The body of work investigating itaconate’s immunoregulatory activity can be broadly subdivided into studies using Irg1-deficient macrophages that examine the properties of endogenous itaconate^4,6, and studies employing treatment with itaconate derivatives to explore the mechanistic details of how this metabolite regulates immune response^4,6,7. These approaches are often complementary: recently, using Irg1^−/− macrophages Bambouskova et al⁶ established that endogenous itaconate triggers NRF2- and ATF3-driven responses in activated macrophages, and the same pathways were shown to be induced using dimethyl itaconate⁶ (DI) or 4-octyl itaconate (4OI, for the NRF2 pathway only)⁷.

Esterified derivatives of natural metabolites are commonly used to enhance cell permeability of negatively charged, polar metabolites, whereby non-specific cellular esterases can potentially hydrolyze the ester group and release the physiologically relevant form of the molecule intracellularly⁸. However, these derivatives may not actually recapitulate the effects of the endogenous compounds. While later studies explicitly distinguished between DI and endogenous itaconate when comparing their immunological impact⁶ (as DI is not metabolized into itaconate in macrophages⁹), other studies made no distinction between the effects of 4OI and the behavior of endogenous itaconate^7,10. At the same time, several reports demonstrated that the non-esterified, physiological form of itaconate can accumulate in cells when added exogenously: RAW264.7 macrophages, A549 lung adenocarcinoma cells, and brown adipocytes accumulate substantial intracellular itaconate levels after treatment with unmodified itaconate^5,11, yet the immunological effects of this accumulation were not considered. Furthermore, studies employing these compounds differed in the type of ester modification, experimental incubation time, and formulation: 3 hour incubation time with DMSO as the primary solvent⁷ versus 12 hour incubation with direct addition of compounds to media^4,6. Altogether, the variability in experimental conditions and itaconate-based compounds presents a significant challenge in interpreting the key aspects of itaconate immunology and underscores the need to determine the optimal investigative tool compound and protocol for exogenous treatment of the cells (see ‘Outstanding Questions’ Box in O’Neill & Artyomov, 2019¹²). Thus, we set out to perform a systematic comparison of the metabolic, electrophilic, and immunological properties of the four major compounds reported in the literature to date: itaconate (ITA), dimethyl itaconate (DI), 4-octyl itaconate (4OI), and 4-monoethyl itaconate (4EI) (Fig. 1a).
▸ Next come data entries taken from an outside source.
//! CRM Core - Shared types library.
//!
//! This crate provides the types and rules shared by every CRM component:
//! - `crm` - Row stores, entity repository, mutation engine and jobs
//! - `crm-cli` - Command-line tools for migrations, seeding and scheduled jobs
//!
//! # Architecture
//!
//! The core crate contains only types and pure functions - no I/O, no database
//! access, no clocks. This keeps the validation rules usable anywhere.
//!
//! # Modules
//!
//! - [`types`] - Newtype wrappers for type-safe IDs, emails and phone numbers
//! - [`validate`] - Stateless predicates for phone format and numeric bounds

#![cfg_attr(not(test), forbid(unsafe_code))]

pub mod types;
pub mod validate;

pub use types::*;
pub use validate::{MAX_PRICE, validate_phone, validate_price, validate_stock};
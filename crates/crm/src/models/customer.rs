//! Customer domain models.

use serde::{Deserialize, Serialize};

use crm_core::{CustomerId, Email, Phone};

/// A persisted customer.
///
/// Customers are never mutated once created. Deleting one removes every
/// order it owns.
#[derive(Debug, Clone, PartialEq, Eq, Serialize, Deserialize)]
pub struct Customer {
    /// Unique customer ID (system-assigned).
    pub id: CustomerId,
    /// Display name, never empty.
    pub name: String,
    /// Normalized email, unique across all customers.
    pub email: Email,
    /// Optional phone number.
    pub phone: Option<Phone>,
}

/// Raw customer fields as submitted by a caller.
#[derive(Debug, Clone, Default, PartialEq, Eq, Serialize, Deserialize)]
pub struct CustomerInput {
    pub name: String,
    pub email: String,
    #[serde(default)]
    pub phone: Option<String>,
}

impl CustomerInput {
    /// Convenience constructor used by seeding and tests.
    #[must_use]
    pub fn new(name: impl Into<String>, email: impl Into<String>, phone: Option<&str>) -> Self {
        Self {
            name: name.into(),
            email: email.into(),
            phone: phone.map(str::to_owned),
        }
    }
}

/// A validated customer ready to be inserted.
#[derive(Debug, Clone, PartialEq, Eq)]
pub struct NewCustomer {
    pub name: String,
    pub email: Email,
    pub phone: Option<Phone>,
}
Figure 1: — a, Chemical structures of itaconate and its derivatives. b, Intracellular levels (n = 4 cultures) of 4OI (blue), 4EI (yellow), and itaconate (pink) after 3h or 12h treatment with the indicated compound in WT BMDMs. Intracellular detection of DI is not amenable to the electrospray ionization LCMS method used for these experiments. **c, d,** Intracellular levels (n = 3 cultures) of malonate (c) and succinate (d) in WT BMDMs after 3h treatment with 5 mM malonic acid. e, Intracellular levels of itaconate after 3h (n = 4 cultures) or 12h (n = 8 cultures) treatment with the indicated compounds in WT BMDMs. f, Intracellular levels of itaconate after 3h or 12h treatment (n = 3 cultures, except for WT CTRL n = 2 cultures) with the indicated compounds followed by 24h static incubation (unstimulated) or 24h LPS stimulation in WT or Irg1^−/− BMDMs. g, Intracellular levels of succinate after 3h (n = 4 cultures) or 12h (n = 8 cultures) treatment with the indicated compounds in WT BMDMs. h, Intracellular levels of succinate after 3h or 12h treatment (n = 3 cultures, except for WT CTRL n = 2 cultures) with the indicated compounds followed by 24h static incubation (unstimulated) or 24h LPS stimulation in WT or *Irg1*^−/− BMDMs. Treatment concentrations for all experiments are listed in mM. All bar plots representative of mean ± s.e.m., except where n < 3 only the mean is depicted. AU = arbitrary units based on mass spectrometry peak area and is not directly comparable between experiments.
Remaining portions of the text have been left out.